As Christine Blasey Ford tells it, only one person can offer eyewitness confirmation of her account of a sexual assault by Supreme Court nominee Brett M. Kavanaugh: Mark Judge, Kavanaugh’s friend and classmate at Georgetown Prep. . . . Ford’s legal team has asked the Senate Judiciary Committee to compel Judge to testify.
A review of books, articles and blog posts by Judge — a freelance writer who has shifted among jobs at a record store, substitute teaching, housesitting and most recently at a liquor store — describes an ’80s private-school party scene in which heavy drinking and sexual encounters were standard fare.
Judge wrote about the pledge he and his friends at the all-male school on Rockville Pike in North Bethesda, Md., made to drink 100 kegs of beer before graduation. On their way to that goal, there was a “disastrous” party “at my house where the place was trashed,” Judge wrote in his book “God and Man at Georgetown Prep.” Kavanaugh listed himself in the class yearbook as treasurer of the “100 Kegs or Bust” club.
“I’ll be the first one to defend guys being guys,” Judge wrote in a 2015 article on the website Acculturated. He described a party culture of “drinking and smoking and hooking up.” During senior year, Judge said he and his pals hired a stripper and bought a keg for a bachelor party they threw to honor their school’s music teacher.  “I drank too much and did stupid things,” he said in his memoir.
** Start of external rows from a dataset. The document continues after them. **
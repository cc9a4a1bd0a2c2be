// Ultralytics 🚀 AGPL-3.0 License - https://ultralytics.com/license

//! CLI module for running the sentinel.
//!
//! This module contains the command-line interface logic, including argument parsing
//! and the `run` command implementation.

pub mod args;
pub mod logging;
pub mod run;
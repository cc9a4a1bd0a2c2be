// Ultralytics 🚀 AGPL-3.0 License - https://ultralytics.com/license

use clap::Parser;

use wheelchair_sentinel::cli::args::{Cli, Commands};
use wheelchair_sentinel::cli::run::run_sentinel;

fn main() {
    let cli = Cli::parse();

    match &cli.command {
        Commands::Run(args) => run_sentinel(args),
    }
}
While many of his classmates moved on to careers in law, politics, business and education, Judge seemed to some friends to stay fixed in the experiences of his adolescence. Over time, his politics shifted from left to right, and his writing often focused on his view of masculinity (“the wonderful beauty of uncontrollable male passion”) and his concern that gay culture was corroding traditional values.
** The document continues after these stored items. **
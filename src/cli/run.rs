// Ultralytics 🚀 AGPL-3.0 License - https://ultralytics.com/license

use std::process;
use std::time::Duration;

use crate::cli::args::RunArgs;
use crate::pipeline::{FrameReport, Pipeline, RunSummary};
use crate::source::{InputSource, PoseFrame};
use crate::{
    ActuatorConfig, ClassifierConfig, GpioSink, VERSION, WheelchairClassifier, error, info,
    section, success, verbose,
};

#[cfg(feature = "annotate")]
use crate::annotate::{annotate_frame, load_font};
#[cfg(feature = "annotate")]
use crate::io::{SaveResults, frame_canvas};
#[cfg(all(feature = "annotate", feature = "visualize"))]
use crate::visualizer::Viewer;
#[cfg(feature = "annotate")]
use crate::visualizer::Overlay;
#[cfg(all(feature = "annotate", feature = "visualize"))]
use image::DynamicImage;
#[cfg(feature = "annotate")]
use std::path::Path;

/// Run the sentinel over a pose stream.
pub fn run_sentinel(args: &RunArgs) {
    crate::cli::logging::set_verbose(args.verbose);

    let config = ClassifierConfig::new()
        .with_mode(args.mode)
        .with_absent_as_origin(args.absent_as_origin);
    let classifier = match WheelchairClassifier::new(config) {
        Ok(c) => c,
        Err(e) => {
            error!("{e}");
            process::exit(1);
        }
    };

    let actuator = ActuatorConfig::new()
        .with_detected_pin(args.detected_pin)
        .with_normal_pin(args.normal_pin)
        .with_probe_pins(0..args.probe_pins)
        .with_settle(Duration::from_millis(args.settle_ms));

    let sink = match GpioSink::new(args.gpio.build(), actuator) {
        Ok(s) => s,
        Err(e) => {
            error!("Error configuring GPIO: {e}");
            process::exit(1);
        }
    };

    verbose!(
        "{} GPIO pins claimed, {} N/A",
        sink.bank().pins().len(),
        sink.bank().unavailable().len()
    );

    let stream = match InputSource::from(args.input.as_str()).open() {
        Ok(s) => s,
        Err(e) => {
            error!("{e}");
            process::exit(1);
        }
    };

    info!("Wheelchair Sentinel {VERSION} 🚀 mode={} gpio={:?}", args.mode, args.gpio);
    verbose!(
        "network={} threshold={} pins: detected={} normal={}",
        args.network,
        args.threshold,
        args.detected_pin,
        args.normal_pin
    );

    let mut pipeline = Pipeline::new(classifier, sink, args.network.clone(), args.threshold)
        .with_default_fps(args.fps);

    let mut output = match Output::new(args) {
        Ok(o) => o,
        Err(e) => {
            error!("{e}");
            process::exit(1);
        }
    };
    let summary = pipeline.run(stream, |frame, report| {
        verbose!("{}", report.status.wording());
        output.render(frame, report)
    });

    match summary {
        Ok(summary) => {
            print_summary(&summary);
            output.finish();
        }
        Err(e) => {
            error!("{e}");
            process::exit(1);
        }
    }
}

fn print_summary(summary: &RunSummary) {
    section!("Summary");
    verbose!(
        "{} frames, {} detections, {} frames with a wheelchair posture",
        summary.frames,
        summary.detections,
        summary.detected_frames
    );
    success!("Stream finished, all pins driven low");
}

/// Optional overlay rendering, output window and saved frames.
struct Output {
    #[cfg(feature = "annotate")]
    font: Option<ab_glyph::FontVec>,
    #[cfg(feature = "annotate")]
    overlay: Overlay,
    #[cfg(feature = "annotate")]
    saver: Option<SaveResults>,
    #[cfg(all(feature = "annotate", feature = "visualize"))]
    viewer: Option<Viewer>,
    #[cfg(all(feature = "annotate", feature = "visualize"))]
    show: bool,
}

impl Output {
    fn new(args: &RunArgs) -> crate::Result<Self> {
        #[cfg(not(feature = "visualize"))]
        if args.show {
            crate::warn!(
                "--show requires the 'visualize' feature. Compile with --features visualize to enable it."
            );
        }
        #[cfg(all(feature = "visualize", not(feature = "annotate")))]
        if args.show {
            crate::warn!(
                "--show requires the 'annotate' feature. Compile with --features annotate to enable it."
            );
        }
        #[cfg(not(feature = "annotate"))]
        if args.save.is_some() {
            crate::warn!(
                "--save requires the 'annotate' feature. Compile with --features annotate to enable it."
            );
        }

        #[cfg(feature = "annotate")]
        let font = args.font.as_deref().and_then(|path| match load_font(Path::new(path)) {
            Ok(f) => Some(f),
            Err(e) => {
                crate::warn!("{e}, overlay text disabled");
                None
            }
        });

        #[cfg(feature = "annotate")]
        let saver = match args.save.as_deref() {
            Some(dir) => Some(SaveResults::new(dir)?),
            None => None,
        };

        Ok(Self {
            #[cfg(feature = "annotate")]
            font,
            #[cfg(feature = "annotate")]
            overlay: args.overlay,
            #[cfg(feature = "annotate")]
            saver,
            #[cfg(all(feature = "annotate", feature = "visualize"))]
            viewer: None,
            #[cfg(all(feature = "annotate", feature = "visualize"))]
            show: args.show,
        })
    }

    /// Annotate one frame, then save and display it. Returns `false` once the window has been closed.
    #[cfg(feature = "annotate")]
    fn render(&mut self, frame: &PoseFrame, report: &FrameReport) -> bool {
        #[cfg(feature = "visualize")]
        let show = self.show;
        #[cfg(not(feature = "visualize"))]
        let show = false;

        if !show && self.saver.is_none() {
            return true;
        }

        let img = match frame_canvas(frame) {
            Ok(Some(img)) => img,
            Ok(None) => return true,
            Err(e) => {
                error!("{e}");
                return true;
            }
        };
        let annotated = annotate_frame(
            &img,
            &report.batch,
            &report.results,
            report.status,
            self.overlay,
            self.font.as_ref(),
        );

        if let Some(saver) = self.saver.as_mut() {
            match saver.save(frame, &annotated) {
                Ok(path) => verbose!("saved {}", path.display()),
                Err(e) => error!("{e}"),
            }
        }

        #[cfg(feature = "visualize")]
        let keep_open = !show || self.present(&report.status_line, &annotated);
        #[cfg(not(feature = "visualize"))]
        let keep_open = true;
        keep_open
    }

    #[cfg(not(feature = "annotate"))]
    #[allow(clippy::unused_self)]
    const fn render(&mut self, _frame: &PoseFrame, _report: &FrameReport) -> bool {
        true
    }

    #[cfg(all(feature = "annotate", feature = "visualize"))]
    fn present(&mut self, status_line: &str, annotated: &DynamicImage) -> bool {
        let (w, h) = (annotated.width() as usize, annotated.height() as usize);
        if let Some(ref v) = self.viewer
            && (v.width != w || v.height != h)
        {
            self.viewer = None;
        }
        if self.viewer.is_none() {
            match Viewer::new(status_line, w, h) {
                Ok(v) => self.viewer = Some(v),
                Err(e) => {
                    error!("{e}");
                    self.show = false;
                    return true;
                }
            }
        }

        if let Some(ref mut v) = self.viewer {
            v.set_status(status_line);
            return v.update(annotated).unwrap_or(false);
        }
        true
    }

    #[cfg(feature = "annotate")]
    fn finish(&self) {
        if let Some(saver) = &self.saver {
            success!("{} frames saved to {}", saver.saved(), saver.save_dir().display());
        }
    }

    #[cfg(not(feature = "annotate"))]
    #[allow(clippy::unused_self)]
    const fn finish(&self) {}
}

#[cfg(test)]
mod tests {
    use super::*;
    use crate::NullSink;
    use crate::cli::args::{Cli, Commands};
    use clap::Parser;

    fn run_args(argv: &[&str]) -> RunArgs {
        match Cli::parse_from(argv.iter().copied()).command {
            Commands::Run(args) => args,
        }
    }

    fn report_for(frame: &PoseFrame) -> FrameReport {
        let mut pipeline = Pipeline::new(WheelchairClassifier::default(), NullSink, "net", 0.15);
        pipeline.process_frame(frame).unwrap()
    }

    #[test]
    fn test_show_without_canvas_keeps_running() {
        let mut output = Output::new(&run_args(&["app", "run", "--show"])).unwrap();
        let frame = PoseFrame::default();
        assert!(output.render(&frame, &report_for(&frame)));
    }

    #[cfg(feature = "annotate")]
    #[test]
    fn test_save_writes_annotated_frames() {
        let dir = std::env::temp_dir()
            .join(format!("wheelchair-sentinel-{}-run", std::process::id()));
        let dir_arg = dir.to_string_lossy().into_owned();
        let args = run_args(&["app", "run", "--save", dir_arg.as_str(), "--overlay", "boxes"]);
        let mut output = Output::new(&args).unwrap();

        let frame = PoseFrame {
            frame: 3,
            width: Some(20),
            height: Some(10),
            ..PoseFrame::default()
        };
        assert!(output.render(&frame, &report_for(&frame)));
        assert!(dir.join("frame_000003.jpg").exists());
        output.finish();

        std::fs::remove_dir_all(&dir).unwrap();
    }
}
In one column for Acculturated, Judge wrote that it is “important that for some brief moments in his life — preferably when he is young — a man should be, at times, arrogant, a little reckless, and looking for kicks.”
Judge — who did not respond to emails and phone calls requesting comment and who has deleted his Twitter account and taken down videos from YouTube and Vimeo — is a recovering alcoholic who has traveled a rocky road since high school. He took seven years to earn his bachelor’s degree at Catholic University — a delay he attributed to “my fondness for bars and rock and roll.”
Maryland state Sen. Richard S. Madaleno Jr. (D-Montgomery), one of Judge’s classmates at Georgetown Preparatory School, recalled him as “an unhappy person who was happy to make other people unhappy. ‘Bully’ may be an overused term, but he regularly belittled people he perceived as being lower on the high school hierarchy.”
McKee said Judge blew up at him after the rejections. McKee, who is gay, said Judge sent a vituperative email wishing him the same fate as Matthew Shepard, the gay college student who was beaten and left to die in Wyoming in 1998.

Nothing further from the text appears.